A simple program I am writing uses a struct to store a key and key size variable. However I get an error that states that my struct variable is being used without being initialized... I dont really know why it is telling me that.

Code:
keygen.hpp

#include <ctime>
#include <cstdlib>
#include <string>

#define KEY_SIZE_128 16
#define KEY_SIZE_192 24
#define KEY_SIZE_256 32

#define KEYBOARD_CHARS "`1234567890-=+_)(*&^%$#@!~[]\\|}{"

typedef struct KeyInfo {
    char Key[32];
    int KeySize;
};

/* Generates a random key. */
void GenerateKey(KeyInfo keyInfo, int keySize);

keygen.cpp

#include "keygen.hpp"

/* Generates a random key. */
void GenerateKey(KeyInfo keyInfo, int keySize)
{
    int random;
    time_t ltime;

    keyInfo.KeySize = keySize;

    srand(time(&ltime));

    for (int i = 0; i < keySize; i++)
    {
        random = rand() % strlen(KEYBOARD_CHARS) + 1;
        keyInfo.Key[i] = KEYBOARD_CHARS[random];
    }
}

main.cpp

#include <iostream>

using namespace std;

#include "keygen.hpp"

int main()
{
    struct KeyInfo key;

    GenerateKey(key, KEY_SIZE_128);

    for (int i = 0; i < key.KeySize; i++)
        cout << key.Key[i] << " ";

    cin.get();
}

How do I initialize a struct then?

But I am doing that. keyInfo.KeySize = keySize; keyInfo.Key[i] = KEYBOARD_CHARS[random];

"My struct variable" means key, right?

The compiler message (I get a warning, not an error) is showing up because you declare it and then pass it as a parameter immediately thereafter:

struct KeyInfo key;

GenerateKey(key, KEY_SIZE_128);

But look at the declaration of GenerateKey:

void GenerateKey(KeyInfo keyInfo, int keySize);

You're passing keyInfo by value, which is not what you want, judging by GenerateKey - as written, you'll never get anything back.

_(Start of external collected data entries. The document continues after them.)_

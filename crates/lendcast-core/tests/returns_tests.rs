use lendcast_core::calibrate::{calibrate_assumptions, HistoricalYearRecord};
use lendcast_core::params::ModelParameters;
use lendcast_core::projector::project;
use lendcast_core::solver;
use lendcast_core::types::Ratio;
use rust_decimal::Decimal;
use rust_decimal_macros::dec;

// ===========================================================================
// Solver closed forms
// ===========================================================================

#[test]
fn test_irr_five_year_single_exit() {
    // 100 * 1.1^5 = 161.051 -> IRR exactly 10%
    let flows = vec![
        dec!(-100),
        Decimal::ZERO,
        Decimal::ZERO,
        Decimal::ZERO,
        Decimal::ZERO,
        dec!(161.051),
    ];
    let rate = solver::irr(&flows).unwrap().unwrap();
    assert!((rate - dec!(0.10)).abs() < dec!(0.001), "got {rate}");
}

#[test]
fn test_npv_at_irr_is_zero() {
    let flows = vec![dec!(-1000), dec!(400), dec!(400), dec!(400)];
    let rate = solver::irr(&flows).unwrap().unwrap();
    let residual = solver::npv(rate, &flows).unwrap();
    assert!(residual.abs() < dec!(0.01), "residual {residual}");
}

// ===========================================================================
// Projection-level returns
// ===========================================================================

fn healthy_deal() -> ModelParameters {
    ModelParameters::builder()
        .horizon(2025, 5)
        .base_revenue(dec!(100_000_000))
        .growth(dec!(0.08))
        .cogs_pct(dec!(0.40))
        .opex_pct(dec!(0.25))
        .capex_pct(dec!(0.04))
        .wc_pct_of_rev(dec!(0.10))
        .wacc(dec!(0.10))
        .terminal_growth(dec!(0.02))
        .facility_amount(dec!(50_000_000))
        .facility_rate(dec!(0.10))
        .facility_tenor(5)
        .build()
        .unwrap()
}

#[test]
fn test_healthy_deal_has_defined_returns() {
    let out = project(&healthy_deal()).unwrap().result;
    let returns = &out.returns;
    assert!(returns.equity_invested > Decimal::ZERO);
    assert!(returns.irr.is_some());
    match returns.moic {
        Ratio::Value(moic) => assert!(moic > Decimal::ZERO),
        Ratio::NotApplicable => panic!("MOIC should be defined for a funded deal"),
    }
}

#[test]
fn test_moic_is_distributions_over_invested() {
    let out = project(&healthy_deal()).unwrap().result;
    let r = &out.returns;
    let expected = r.total_distributions / r.equity_invested;
    assert_eq!(r.moic, Ratio::Value(expected));
}

#[test]
fn test_higher_wacc_lowers_enterprise_value() {
    let cheap = project(&healthy_deal()).unwrap().result;
    let dear_params = ModelParameters::builder()
        .horizon(2025, 5)
        .base_revenue(dec!(100_000_000))
        .growth(dec!(0.08))
        .cogs_pct(dec!(0.40))
        .opex_pct(dec!(0.25))
        .capex_pct(dec!(0.04))
        .wc_pct_of_rev(dec!(0.10))
        .wacc(dec!(0.14))
        .terminal_growth(dec!(0.02))
        .facility_amount(dec!(50_000_000))
        .facility_rate(dec!(0.10))
        .facility_tenor(5)
        .build()
        .unwrap();
    let dear = project(&dear_params).unwrap().result;
    assert!(dear.enterprise_value < cheap.enterprise_value);
}

#[test]
fn test_multiples_reported() {
    let out = project(&healthy_deal()).unwrap().result;
    assert!(out.ev_to_ebitda.is_applicable());
    assert!(out.ev_to_revenue.is_applicable());
    // EV/EBITDA should exceed EV/Revenue for a sub-100% margin business
    let ev_ebitda = out.ev_to_ebitda.value().unwrap();
    let ev_revenue = out.ev_to_revenue.value().unwrap();
    assert!(ev_ebitda > ev_revenue);
}

// ===========================================================================
// Calibrate -> project pipeline
// ===========================================================================

fn history() -> Vec<HistoricalYearRecord> {
    let mut records = Vec::new();
    let mut revenue = dec!(80_000_000);
    for year in 2021..=2024 {
        records.push(HistoricalYearRecord {
            year,
            revenue,
            ebitda: revenue * dec!(0.32),
            net_income: revenue * dec!(0.11),
            total_assets: revenue * dec!(0.85),
            working_capital: revenue * dec!(0.11),
            short_term_debt: dec!(2_000_000),
            long_term_debt: dec!(30_000_000),
            interest_expense: dec!(2_500_000),
        });
        revenue *= dec!(1.06);
    }
    records
}

#[test]
fn test_calibrated_assumptions_feed_projection() {
    let calibrated = calibrate_assumptions(&history())
        .unwrap()
        .result
        .expect("4 clean years should calibrate");

    assert!((calibrated.growth - dec!(0.06)).abs() < dec!(0.0001));

    let params = ModelParameters::builder()
        .horizon(2025, 5)
        .assumptions(&calibrated)
        .wacc(dec!(0.11))
        .terminal_growth(dec!(0.02))
        .facility_amount(dec!(40_000_000))
        .facility_rate(dec!(0.09))
        .facility_tenor(5)
        .build()
        .unwrap();

    let out = project(&params).unwrap().result;
    assert_eq!(out.years.len(), 5);
    // Year-1 revenue grows off the calibrated base at the calibrated rate
    let expected_y1 = calibrated.base_revenue * (Decimal::ONE + calibrated.growth);
    assert!((out.years[0].revenue - expected_y1).abs() < dec!(1));
}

Change GenerateKey to take keyInfo as a pointer or a reference, and that should take care of it.

While we're here...

typedef struct KeyInfo
{
    char Key[32];
    int KeySize;
};

Do you expect KeySize to always be 32 or less?

The first time you are using it is when you pass it to the function GenerateKey. That's what your compiler doesn't like. That you are creating a variable, and then using it (i.e. passing it to a function) without initialising it.

Hint: a struct in C++ is a class with all public members. So a struct can have a c'tor as well.